Early central hypoventilation and abnormal breathing patterns are additional prominent clinical features observed in patients with KCNQ2 R201C/H variants. Apneic episodes and respiratory failure along with neonatal encephalopathy and severe hypotonia have been described in males with methyl-CpG-binding protein 2 (MECP2) mutations,³¹ but these infants lack both the distinct paroxysmal movements and severe EEG findings observed in infants with KCNQ2 gain-of-function variants. Apneas are described in loss-of-function variants of KCNQ2 encephalopathy and typically occur as part of a tonic seizure.^{5, 32} In our R201C variant patients however, hypoventilation and apnea observed in the neonatal period were demonstrated to be associated with central hypoventilation rather than seizure activity. Interestingly, the KCNQ2 channel has key functions in respiratory drive.³³ Chemosensitive neurons in the retrotrapezoid nucleus of the brainstem are regulated through a pathway which involves serotonergic inhibition of KCNQ2 channels to increase respiratory drive in response to a change in CO₂/H⁺.³⁴ A gain-of-function channel variant by causing excessive channel opening may result in a reduction of respiratory drive due to a decreased sensitivity to inhibition by serotonin despite chronic elevated CO₂ levels in infants with a gain-of-function variant.

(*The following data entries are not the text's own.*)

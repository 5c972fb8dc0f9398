// SPDX-License-Identifier: BUSL-1.1
// Copyright (c) 2026 Alfred Jean LLC

//! JSONL event journal with group commit.
//!
//! One line per event: `{"seq":N,"event":{...}}`. Events are buffered
//! in memory and flushed with a single fsync either on the flush
//! interval or when the buffer fills. Unprocessed entries are kept in a
//! memory queue, so the engine's read path never touches disk.
//!
//! A corrupt tail (torn write from a crash) is rotated to `.bak` and the
//! journal continues from the last parseable entry.

use rvt_core::Event;
use serde::{Deserialize, Serialize};
use std::collections::VecDeque;
use std::fs::{File, OpenOptions};
use std::io::{self, BufRead, BufReader, Seek, SeekFrom, Write};
use std::path::{Path, PathBuf};
use std::time::{Duration, Instant};
use thiserror::Error;
use tracing::warn;

/// Flush interval for group commit
const FLUSH_INTERVAL: Duration = Duration::from_millis(10);

/// Maximum buffered entries before a flush is forced
const FLUSH_THRESHOLD: usize = 64;

/// Errors from journal operations.
#[derive(Debug, Error)]
pub enum JournalError {
    #[error("IO error: {0}")]
    Io(#[from] io::Error),
    #[error("Serialization error: {0}")]
    Json(#[from] serde_json::Error),
    #[error("journal/checkpoint mismatch: {0}")]
    Inconsistent(String),
}

#[derive(Serialize)]
struct RecordRef<'a> {
    seq: u64,
    event: &'a Event,
}

#[derive(Deserialize)]
struct Record {
    seq: u64,
    event: Event,
}

/// One journal entry with its sequence number.
#[derive(Debug, Clone)]
pub struct JournalEntry {
    pub seq: u64,
    pub event: Event,
}

/// Append-only event journal.
pub struct Journal {
    file: File,
    path: PathBuf,
    /// Next sequence number is `write_seq + 1`.
    write_seq: u64,
    /// Highest sequence the engine has finished handling.
    processed_seq: u64,
    /// Entries appended (or recovered) but not yet handed to the engine.
    unprocessed: VecDeque<JournalEntry>,
    /// Serialized lines awaiting the next group commit.
    buffer: Vec<Vec<u8>>,
    last_flush: Instant,
}

impl Journal {
    /// Open or create a journal. `processed_seq` comes from the
    /// checkpoint (0 without one); entries after it are queued for the
    /// engine.
    pub fn open(path: &Path, processed_seq: u64) -> Result<Self, JournalError> {
        if let Some(parent) = path.parent() {
            std::fs::create_dir_all(parent)?;
        }

        let mut file = open_append(path)?;
        let scan = scan_lines(&file)?;

        if scan.corrupt_at.is_some() {
            // Torn tail: rotate the damaged file away and rewrite the
            // parseable prefix.
            let bak = rotate_bak_path(path);
            warn!(
                path = %path.display(),
                bak = %bak.display(),
                kept = scan.entries.len(),
                "corrupt journal tail, rotating"
            );
            drop(file);
            std::fs::rename(path, &bak)?;
            let mut fresh = File::create(path)?;
            for entry in &scan.entries {
                write_record(&mut fresh, entry.seq, &entry.event)?;
            }
            fresh.sync_all()?;
            drop(fresh);
            file = open_append(path)?;
        }

        let write_seq = scan.entries.last().map_or(0, |e| e.seq);
        if processed_seq > write_seq {
            return Err(JournalError::Inconsistent(format!(
                "checkpoint seq {processed_seq} is ahead of journal seq {write_seq}"
            )));
        }

        let unprocessed =
            scan.entries.into_iter().filter(|e| e.seq > processed_seq).collect::<VecDeque<_>>();

        Ok(Self {
            file,
            path: path.to_owned(),
            write_seq,
            processed_seq,
            unprocessed,
            buffer: Vec::new(),
            last_flush: Instant::now(),
        })
    }

    /// Append an event. Durable only after the next [`Self::flush`].
    pub fn append(&mut self, event: &Event) -> Result<u64, JournalError> {
        self.write_seq += 1;
        let seq = self.write_seq;
        self.buffer.push(serde_json::to_vec(&RecordRef { seq, event })?);
        self.unprocessed.push_back(JournalEntry { seq, event: event.clone() });
        Ok(seq)
    }

    /// Whether the group-commit window has closed.
    pub fn needs_flush(&self) -> bool {
        !self.buffer.is_empty()
            && (self.last_flush.elapsed() >= FLUSH_INTERVAL
                || self.buffer.len() >= FLUSH_THRESHOLD)
    }

    /// Write all buffered entries with a single fsync.
    pub fn flush(&mut self) -> Result<(), JournalError> {
        if self.buffer.is_empty() {
            return Ok(());
        }
        for mut line in self.buffer.drain(..) {
            line.push(b'\n');
            self.file.write_all(&line)?;
        }
        self.file.sync_all()?;
        self.last_flush = Instant::now();
        Ok(())
    }

    /// Next entry the engine has not handled, if any.
    pub fn next_unprocessed(&mut self) -> Option<JournalEntry> {
        self.unprocessed.pop_front()
    }

    pub fn mark_processed(&mut self, seq: u64) {
        self.processed_seq = self.processed_seq.max(seq);
    }

    pub fn processed_seq(&self) -> u64 {
        self.processed_seq
    }

    pub fn write_seq(&self) -> u64 {
        self.write_seq
    }

    /// Current on-disk size plus unflushed bytes (compaction threshold).
    pub fn approx_len(&self) -> u64 {
        let on_disk = self.file.metadata().map(|m| m.len()).unwrap_or(0);
        on_disk + self.buffer.iter().map(|l| l.len() as u64 + 1).sum::<u64>()
    }

    /// Drop entries at or before `seq` (they are covered by a
    /// checkpoint). Rewrites the file atomically.
    pub fn compact_through(&mut self, seq: u64) -> Result<(), JournalError> {
        self.flush()?;

        let kept: Vec<JournalEntry> =
            scan_lines(&self.file)?.entries.into_iter().filter(|e| e.seq > seq).collect();

        let tmp = self.path.with_extension("tmp");
        {
            let mut file = File::create(&tmp)?;
            for entry in &kept {
                write_record(&mut file, entry.seq, &entry.event)?;
            }
            file.sync_all()?;
        }
        std::fs::rename(&tmp, &self.path)?;
        self.file = open_append(&self.path)?;
        Ok(())
    }
}

fn open_append(path: &Path) -> Result<File, io::Error> {
    OpenOptions::new().create(true).read(true).append(true).open(path)
}

fn write_record(file: &mut File, seq: u64, event: &Event) -> Result<(), JournalError> {
    let mut line = serde_json::to_vec(&RecordRef { seq, event })?;
    line.push(b'\n');
    file.write_all(&line)?;
    Ok(())
}

struct Scan {
    entries: Vec<JournalEntry>,
    /// Byte offset of the first unparseable line, if one was hit.
    corrupt_at: Option<u64>,
}

/// Read every parseable entry from the start of the file, stopping at
/// the first corrupt line.
fn scan_lines(file: &File) -> Result<Scan, JournalError> {
    let mut reader = BufReader::new(file.try_clone()?);
    reader.seek(SeekFrom::Start(0))?;

    let mut entries = Vec::new();
    let mut offset = 0u64;
    let mut line = String::new();

    loop {
        line.clear();
        let read = match reader.read_line(&mut line) {
            Ok(0) => break,
            Ok(n) => n,
            Err(e) if e.kind() == io::ErrorKind::InvalidData => {
                return Ok(Scan { entries, corrupt_at: Some(offset) });
            }
            Err(e) => return Err(e.into()),
        };

        let trimmed = line.trim();
        if !trimmed.is_empty() {
            match serde_json::from_str::<Record>(trimmed) {
                Ok(record) => {
                    entries.push(JournalEntry { seq: record.seq, event: record.event })
                }
                Err(_) => return Ok(Scan { entries, corrupt_at: Some(offset) }),
            }
        }
        offset += read as u64;
    }

    Ok(Scan { entries, corrupt_at: None })
}

const MAX_BAK_FILES: u32 = 3;

/// Pick the next `.bak` / `.bak.N` path, rotating older backups out.
pub(crate) fn rotate_bak_path(path: &Path) -> PathBuf {
    let bak = |n: u32| {
        if n == 1 {
            path.with_extension("bak")
        } else {
            path.with_extension(format!("bak.{n}"))
        }
    };

    let oldest = bak(MAX_BAK_FILES);
    if oldest.exists() {
        let _ = std::fs::remove_file(&oldest);
    }
    for n in (1..MAX_BAK_FILES).rev() {
        let src = bak(n);
        if src.exists() {
            let _ = std::fs::rename(&src, bak(n + 1));
        }
    }
    bak(1)
}

#[cfg(test)]
#[path = "journal_tests.rs"]
mod tests;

Sulthiame, a carbonic anhydrase inhibitor, given to patient G had a beneficial effect on breathing. KCNQ2 potassium channel subunits have also been detected in branches of the carotid sinus nerve, which provides sensory innervation to the carotid body chemoreceptors, as well as in carotid body glomus cells, which are the main O₂-sensing cell in the carotid bodies.³⁵ Little is known about the role of KCNQ2 in the carotid body glomus cells or carotid sinus nerve fibers. Of note, mice homozygous for a KCNQ2 mutation die of respiratory failure after birth.³⁶ Respiratory problems may contribute to early mortality in KCNQ2 encephalopathy due to R201C/H variants. Animal model and human studies are needed to understand the effect of gain-of-function variants on central and peripheral chemoreflex respiratory control.

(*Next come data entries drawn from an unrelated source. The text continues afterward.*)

// SPDX-License-Identifier: BUSL-1.1
// Copyright (c) 2026 Alfred Jean LLC

//! Reachability probe.
//!
//! A host counts as reachable when at least one configured endpoint
//! answers ICMP or accepts a TCP connect on 53 or 443 within the
//! per-endpoint budget. Endpoints that are literal IPs never touch DNS,
//! so a broken resolver alone cannot make the host look unreachable.

use rvt_core::EndpointLatency;
use std::net::{IpAddr, SocketAddr};
use std::process::Stdio;
use std::time::Duration;
use tokio::net::TcpStream;
use tokio::time::{timeout, Instant};
use tracing::debug;

/// Ports tried for the TCP leg of the probe.
const PROBE_PORTS: [u16; 2] = [443, 53];

/// Full probe result, recorded on the pending change.
#[derive(Debug, Clone)]
pub struct ReachReport {
    pub reachable: bool,
    pub endpoints: Vec<EndpointLatency>,
}

/// Probe all endpoints concurrently; one success makes the host reachable.
pub async fn reachable(endpoints: &[String], per_endpoint: Duration) -> ReachReport {
    let mut tasks = Vec::with_capacity(endpoints.len());
    for endpoint in endpoints {
        let endpoint = endpoint.clone();
        tasks.push(tokio::spawn(async move {
            probe_endpoint(&endpoint, per_endpoint).await
        }));
    }

    let mut results = Vec::with_capacity(tasks.len());
    for task in tasks {
        // A panicked probe task counts as a failed endpoint
        if let Ok(latency) = task.await {
            results.push(latency);
        }
    }

    ReachReport { reachable: results.iter().any(|e| e.ok), endpoints: results }
}

async fn probe_endpoint(endpoint: &str, budget: Duration) -> EndpointLatency {
    let started = Instant::now();
    let ok = match endpoint.parse::<IpAddr>() {
        Ok(ip) => probe_ip(ip, budget).await,
        Err(_) => probe_hostname(endpoint, budget).await,
    };
    let latency_ms = ok.then(|| started.elapsed().as_millis() as u64);
    debug!(endpoint, ok, ?latency_ms, "probe endpoint finished");
    EndpointLatency { endpoint: endpoint.to_string(), ok, latency_ms }
}

/// Literal IP: TCP connects first, ICMP as the fallback leg.
async fn probe_ip(ip: IpAddr, budget: Duration) -> bool {
    if tcp_connect_any(ip, budget).await {
        return true;
    }
    ping(&ip.to_string(), budget).await
}

/// Hostname: resolution failure fails only this endpoint.
async fn probe_hostname(host: &str, budget: Duration) -> bool {
    for port in PROBE_PORTS {
        let addr = format!("{host}:{port}");
        let connect = async {
            let addrs = tokio::net::lookup_host(addr).await.ok()?;
            for addr in addrs {
                if tcp_connect(addr, budget).await {
                    return Some(());
                }
            }
            None
        };
        if matches!(timeout(budget, connect).await, Ok(Some(()))) {
            return true;
        }
    }
    false
}

async fn tcp_connect_any(ip: IpAddr, budget: Duration) -> bool {
    for port in PROBE_PORTS {
        if tcp_connect(SocketAddr::new(ip, port), budget).await {
            return true;
        }
    }
    false
}

async fn tcp_connect(addr: SocketAddr, budget: Duration) -> bool {
    matches!(timeout(budget, TcpStream::connect(addr)).await, Ok(Ok(_)))
}

/// One ICMP echo via the system ping binary (raw sockets without the
/// setup; the daemon runs as root but tests do not).
async fn ping(target: &str, budget: Duration) -> bool {
    let wait_secs = budget.as_secs().max(1).to_string();
    let child = tokio::process::Command::new("ping")
        .args(["-n", "-c", "1", "-W", &wait_secs, target])
        .stdin(Stdio::null())
        .stdout(Stdio::null())
        .stderr(Stdio::null())
        .status();
    match timeout(budget, child).await {
        Ok(Ok(status)) => status.success(),
        _ => false,
    }
}

#[cfg(test)]
#[path = "reach_tests.rs"]
mod tests;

In the majority of our patients, MRI showed progressive diffuse brain volume reduction, thin corpus callosum and hypomyelination. The thinning of the corpus callosum could reflect the bilateral volume loss in the cortex as seen in many other encephalopathies. Brain MRI at three months of age in one infant (patient A) showed an additional finding of altered neuronal migration with gray matter heterotopias. Interestingly, a neuropathological report of a neonate with KCNQ2 encephalopathy found mild malformation of cortical development and heterotopic gray matter,³⁷ and heterotopias were also found in a KCNQ2 transgenic mouse model.³⁸ The cellular and circuit mechanisms through which altered KCNQ2 channel activity results in such neurodevelopmental structural abnormalities are currently unknown.

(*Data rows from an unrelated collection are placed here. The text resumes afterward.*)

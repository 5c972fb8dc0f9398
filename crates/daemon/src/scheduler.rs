// SPDX-License-Identifier: BUSL-1.1
// Copyright (c) 2026 Alfred Jean LLC

//! Deadline scheduling.
//!
//! A min-heap of monotonic deadlines for the two change windows. The
//! engine polls [`Scheduler::fired`] on its timer tick and posts the
//! resulting events onto the ledger queue; the scheduler never executes
//! anything itself. Monotonic time means wall-clock steps cannot
//! shorten or extend an armed window.

use rvt_core::{ChangeId, TimerKind};
use std::cmp::Reverse;
use std::collections::{BinaryHeap, HashMap};
use std::time::{Duration, Instant};

#[derive(Debug, Clone, PartialEq, Eq, Hash)]
struct TimerKey {
    change_id: ChangeId,
    kind: TimerKind,
}

/// A deadline that came due.
#[derive(Debug, Clone, PartialEq, Eq)]
pub struct Fired {
    pub change_id: ChangeId,
    pub kind: TimerKind,
}

/// Min-heap of `(deadline, change, kind)` with lazy cancellation: the
/// map holds the authoritative deadline, heap entries that no longer
/// match are skipped on pop.
#[derive(Default)]
pub struct Scheduler {
    heap: BinaryHeap<Reverse<(Instant, u64)>>,
    entries: HashMap<TimerKey, (Instant, u64)>,
    by_token: HashMap<u64, TimerKey>,
    next_token: u64,
}

impl Scheduler {
    pub fn new() -> Self {
        Self::default()
    }

    /// Arm (or re-arm) a timer.
    pub fn schedule(&mut self, change_id: ChangeId, kind: TimerKind, delay: Duration, now: Instant) {
        let key = TimerKey { change_id, kind };
        let at = now + delay;
        self.next_token += 1;
        let token = self.next_token;
        if let Some((_, old_token)) = self.entries.insert(key.clone(), (at, token)) {
            self.by_token.remove(&old_token);
        }
        self.by_token.insert(token, key);
        self.heap.push(Reverse((at, token)));
    }

    /// Disarm a timer; a no-op if it is not armed.
    pub fn cancel(&mut self, change_id: &ChangeId, kind: TimerKind) {
        let key = TimerKey { change_id: change_id.clone(), kind };
        if let Some((_, token)) = self.entries.remove(&key) {
            self.by_token.remove(&token);
        }
    }

    /// Pop every timer due at `now`, in deadline order.
    pub fn fired(&mut self, now: Instant) -> Vec<Fired> {
        let mut due = Vec::new();
        while let Some(Reverse((at, token))) = self.heap.peek().copied() {
            if at > now {
                break;
            }
            self.heap.pop();
            // Skip stale heap entries (cancelled or re-armed)
            let Some(key) = self.by_token.remove(&token) else { continue };
            if self.entries.get(&key).is_some_and(|(t, tok)| *t == at && *tok == token) {
                self.entries.remove(&key);
                due.push(Fired { change_id: key.change_id, kind: key.kind });
            }
        }
        due
    }

    /// Earliest armed deadline, if any.
    pub fn next_deadline(&self) -> Option<Instant> {
        self.entries.values().map(|(at, _)| *at).min()
    }

    pub fn is_empty(&self) -> bool {
        self.entries.is_empty()
    }
}

#[cfg(test)]
#[path = "scheduler_tests.rs"]
mod tests;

Recognition of genotype-phenotype correlations in patients with KCNQ2 variants can have important treatment implications. Retigabine/ezogabine, a KCNQ-channel opener and therefore a presumed targeted therapy for epilepsy involving KCNQ2 loss-of-function,^{5, 39} did not impact the myoclonic jerks and/or the encephalopathy in patients with R201C/H variants and even seemed to lead to a worsening of the symptoms in at least one patient (patient G). Given this observation, it is possible that treatment with retigabine/ezogabine in patients with a gain-of-function variant may result in a detrimental clinical effect. KCNQ2-related epilepsies are therefore a prime example of the need for functional classification of allele subgroups, as gain-of-function and loss-of function require different targeted therapeutic approaches.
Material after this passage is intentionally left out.